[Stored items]
*** Block opens ***

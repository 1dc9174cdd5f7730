//! 分配計劃模型（分配運算結果）

use rust_decimal::Decimal;
use serde::{Deserialize, Serialize};
use std::collections::BTreeMap;

use crate::{AllocError, Result};

/// 分配明細：從某倉庫為某訂單出貨指定數量
#[derive(Debug, Clone, PartialEq, Eq, Serialize, Deserialize)]
pub struct AllocationLine {
    /// 訂單ID
    pub order_id: String,

    /// 產品ID
    pub product_id: String,

    /// 出貨倉庫ID
    pub warehouse_id: String,

    /// 出貨數量
    pub quantity: Decimal,

    /// 單位成本（運輸 + 倉儲）
    pub unit_cost: Decimal,

    /// 倉庫到送貨地點的距離（公里）
    pub distance_km: Decimal,
}

impl AllocationLine {
    /// 明細總成本（數量 × 單位成本，溢位時回傳錯誤）
    pub fn line_cost(&self) -> Result<Decimal> {
        self.quantity.checked_mul(self.unit_cost).ok_or_else(|| {
            AllocError::CostOverflow(format!(
                "訂單 {} 倉庫 {}: {} × {}",
                self.order_id, self.warehouse_id, self.quantity, self.unit_cost
            ))
        })
    }
}

/// 單一訂單的分配結果
#[derive(Debug, Clone, PartialEq, Eq, Serialize, Deserialize)]
pub struct OrderOutcome {
    /// 訂單ID
    pub order_id: String,

    /// 產品ID
    pub product_id: String,

    /// 需求數量
    pub requested: Decimal,

    /// 已分配數量
    pub allocated: Decimal,
}

impl OrderOutcome {
    /// 創建尚未分配的結果
    pub fn new(order_id: String, product_id: String, requested: Decimal) -> Self {
        Self {
            order_id,
            product_id,
            requested,
            allocated: Decimal::ZERO,
        }
    }

    /// 未滿足數量（需求 - 已分配）
    pub fn unfulfilled(&self) -> Decimal {
        self.requested - self.allocated
    }

    /// 是否完全滿足
    pub fn is_fulfilled(&self) -> bool {
        self.unfulfilled() <= Decimal::ZERO
    }
}

/// 因資料無效而被跳過的訂單
#[derive(Debug, Clone, PartialEq, Eq, Serialize, Deserialize)]
pub struct RejectedOrder {
    pub order_id: String,
    pub quantity: Decimal,
    pub reason: String,
}

/// 分配計劃
#[derive(Debug, Clone, Default, PartialEq, Eq, Serialize, Deserialize)]
pub struct AllocationPlan {
    /// 分配明細（依提交順序）
    pub lines: Vec<AllocationLine>,

    /// 每張訂單的結果（依處理順序）
    pub outcomes: Vec<OrderOutcome>,

    /// 被拒絕的訂單
    pub rejected: Vec<RejectedOrder>,
}

impl AllocationPlan {
    /// 創建空的分配計劃
    pub fn new() -> Self {
        Self::default()
    }

    /// 計劃總成本
    pub fn total_cost(&self) -> Result<Decimal> {
        self.lines.iter().try_fold(Decimal::ZERO, |total, line| {
            let cost = line.line_cost()?;
            total.checked_add(cost).ok_or_else(|| {
                AllocError::CostOverflow(format!(
                    "計劃總成本超出範圍（{} 筆明細）",
                    self.lines.len()
                ))
            })
        })
    }

    /// 查詢訂單結果
    pub fn outcome(&self, order_id: &str) -> Option<&OrderOutcome> {
        self.outcomes.iter().find(|o| o.order_id == order_id)
    }

    /// 查詢訂單的所有明細
    pub fn lines_for_order<'a>(
        &'a self,
        order_id: &'a str,
    ) -> impl Iterator<Item = &'a AllocationLine> + 'a {
        self.lines.iter().filter(move |l| l.order_id == order_id)
    }

    /// 有未滿足數量的訂單
    pub fn unfulfilled(&self) -> impl Iterator<Item = &OrderOutcome> {
        self.outcomes.iter().filter(|o| !o.is_fulfilled())
    }

    /// 各倉庫出貨總量（依倉庫ID排序）
    pub fn shipped_by_warehouse(&self) -> BTreeMap<&str, Decimal> {
        let mut shipped = BTreeMap::new();
        for line in &self.lines {
            *shipped
                .entry(line.warehouse_id.as_str())
                .or_insert(Decimal::ZERO) += line.quantity;
        }
        shipped
    }
}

*** Block closes ***

[Your instructions]
For every entry above, give it back exactly as written.

[The answer]
repository 1dc9174cdd5f7730
//! 分配計劃模型（分配運算結果）

use rust_decimal::Decimal;
use serde::{Deserialize, Serialize};
use std::collections::BTreeMap;

use crate::{AllocError, Result};

/// 分配明細：從某倉庫為某訂單出貨指定數量
#[derive(Debug, Clone, PartialEq, Eq, Serialize, Deserialize)]
pub struct AllocationLine {
    /// 訂單ID
    pub order_id: String,

    /// 產品ID
    pub product_id: String,

    /// 出貨倉庫ID
    pub warehouse_id: String,

    /// 出貨數量
    pub quantity: Decimal,

    /// 單位成本（運輸 + 倉儲）
    pub unit_cost: Decimal,

    /// 倉庫到送貨地點的距離（公里）
    pub distance_km: Decimal,
}

impl AllocationLine {
    /// 明細總成本（數量 × 單位成本，溢位時回傳錯誤）
    pub fn line_cost(&self) -> Result<Decimal> {
        self.quantity.checked_mul(self.unit_cost).ok_or_else(|| {
            AllocError::CostOverflow(format!(
                "訂單 {} 倉庫 {}: {} × {}",
                self.order_id, self.warehouse_id, self.quantity, self.unit_cost
            ))
        })
    }
}

/// 單一訂單的分配結果
#[derive(Debug, Clone, PartialEq, Eq, Serialize, Deserialize)]
pub struct OrderOutcome {
    /// 訂單ID
    pub order_id: String,

    /// 產品ID
    pub product_id: String,

    /// 需求數量
    pub requested: Decimal,

    /// 已分配數量
    pub allocated: Decimal,
}

impl OrderOutcome {
    /// 創建尚未分配的結果
    pub fn new(order_id: String, product_id: String, requested: Decimal) -> Self {
        Self {
            order_id,
            product_id,
            requested,
            allocated: Decimal::ZERO,
        }
    }

    /// 未滿足數量（需求 - 已分配）
    pub fn unfulfilled(&self) -> Decimal {
        self.requested - self.allocated
    }

    /// 是否完全滿足
    pub fn is_fulfilled(&self) -> bool {
        self.unfulfilled() <= Decimal::ZERO
    }
}

/// 因資料無效而被跳過的訂單
#[derive(Debug, Clone, PartialEq, Eq, Serialize, Deserialize)]
pub struct RejectedOrder {
    pub order_id: String,
    pub quantity: Decimal,
    pub reason: String,
}

/// 分配計劃
#[derive(Debug, Clone, Default, PartialEq, Eq, Serialize, Deserialize)]
pub struct AllocationPlan {
    /// 分配明細（依提交順序）
    pub lines: Vec<AllocationLine>,

    /// 每張訂單的結果（依處理順序）
    pub outcomes: Vec<OrderOutcome>,

    /// 被拒絕的訂單
    pub rejected: Vec<RejectedOrder>,
}

impl AllocationPlan {
    /// 創建空的分配計劃
    pub fn new() -> Self {
        Self::default()
    }

    /// 計劃總成本
    pub fn total_cost(&self) -> Result<Decimal> {
        self.lines.iter().try_fold(Decimal::ZERO, |total, line| {
            let cost = line.line_cost()?;
            total.checked_add(cost).ok_or_else(|| {
                AllocError::CostOverflow(format!(
                    "計劃總成本超出範圍（{} 筆明細）",
                    self.lines.len()
                ))
            })
        })
    }

    /// 查詢訂單結果
    pub fn outcome(&self, order_id: &str) -> Option<&OrderOutcome> {
        self.outcomes.iter().find(|o| o.order_id == order_id)
    }

    /// 查詢訂單的所有明細
    pub fn lines_for_order<'a>(
        &'a self,
        order_id: &'a str,
    ) -> impl Iterator<Item = &'a AllocationLine> + 'a {
        self.lines.iter().filter(move |l| l.order_id == order_id)
    }

    /// 有未滿足數量的訂單
    pub fn unfulfilled(&self) -> impl Iterator<Item = &OrderOutcome> {
        self.outcomes.iter().filter(|o| !o.is_fulfilled())
    }

    /// 各倉庫出貨總量（依倉庫ID排序）
    pub fn shipped_by_warehouse(&self) -> BTreeMap<&str, Decimal> {
        let mut shipped = BTreeMap::new();
        for line in &self.lines {
            *shipped
                .entry(line.warehouse_id.as_str())
                .or_insert(Decimal::ZERO) += line.quantity;
        }
        shipped
    }
}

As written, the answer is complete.